**WHAT YOU WILL DO**
Whenever a line in the data below includes the string "record", copy it out.

(Saved entries)
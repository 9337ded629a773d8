//! Contacts API library.
//!
//! A REST service for per-user contact lists. Each contact belongs to exactly
//! one user, and a user cannot hold two contacts with the same name; the
//! storage engine enforces that through a unique index declared in
//! [`db::indexes`] and built at startup.
//!
//! The binary in `main.rs` wires configuration, logging and the `PostgreSQL`
//! store around [`app`]; tests drive [`app`] directly.

#![cfg_attr(not(test), forbid(unsafe_code))]

pub mod config;
pub mod db;
pub mod error;
pub mod middleware;
pub mod models;
pub mod routes;
pub mod services;
pub mod state;

use std::time::Duration;

use axum::{
    Router,
    extract::{Request, State},
    http::StatusCode,
    middleware::{from_fn, map_response},
    routing::get,
};
use tower_http::trace::{DefaultOnResponse, OnResponse, TraceLayer};
use tracing::Span;

use crate::middleware::{
    auth_rate_limiter, cors_layer, rate_limit::rate_limited_as_json, request_id_middleware,
};
use crate::state::AppState;

/// Build the full application router.
pub fn app(state: AppState) -> Router {
    let mut users = routes::user_routes();
    if state.config().rate_limit {
        users = users
            .layer(auth_rate_limiter(state.config().client_ip_header.clone()))
            .layer(map_response(rate_limited_as_json));
    }

    let cors = cors_layer(&state.config().cors);

    Router::new()
        .route("/", get(root))
        .route("/health", get(health))
        .route("/health/ready", get(readiness))
        .nest("/api/users", users)
        .nest("/api/contacts", routes::contact_routes())
        .with_state(state)
        .layer(cors)
        .layer(from_fn(request_id_middleware))
        .layer(
            TraceLayer::new_for_http()
                .make_span_with(|request: &Request| {
                    tracing::info_span!(
                        "http_request",
                        method = %request.method(),
                        uri = %request.uri(),
                        request_id = tracing::field::Empty,
                        user_id = tracing::field::Empty,
                        status = tracing::field::Empty,
                        latency_ms = tracing::field::Empty,
                    )
                })
                .on_response(
                    |response: &axum::http::Response<_>, latency: Duration, span: &Span| {
                        span.record("status", response.status().as_u16());
                        span.record(
                            "latency_ms",
                            u64::try_from(latency.as_millis()).unwrap_or(u64::MAX),
                        );
                        DefaultOnResponse::default().on_response(response, latency, span);
                    },
                ),
        )
        // Sentry layers (outermost for full request coverage)
        .layer(sentry_tower::NewSentryLayer::new_from_top())
        .layer(sentry_tower::SentryHttpLayer::new().enable_transaction())
}

/// Plain-text liveness marker.
async fn root() -> &'static str {
    "API OK"
}

/// Liveness health check endpoint.
///
/// Returns "ok" if the server is running. Does not check dependencies.
async fn health() -> &'static str {
    "ok"
}

/// Readiness health check endpoint.
///
/// Returns 503 Service Unavailable if the store is not reachable.
async fn readiness(State(state): State<AppState>) -> StatusCode {
    match state.store().ping().await {
        Ok(()) => StatusCode::OK,
        Err(e) => {
            tracing::warn!(error = %e, "Readiness check failed");
            StatusCode::SERVICE_UNAVAILABLE
        }
    }
}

**EXERCISE OUTPUT**
                        span.record("status", response.status().as_u16());
                        span.record(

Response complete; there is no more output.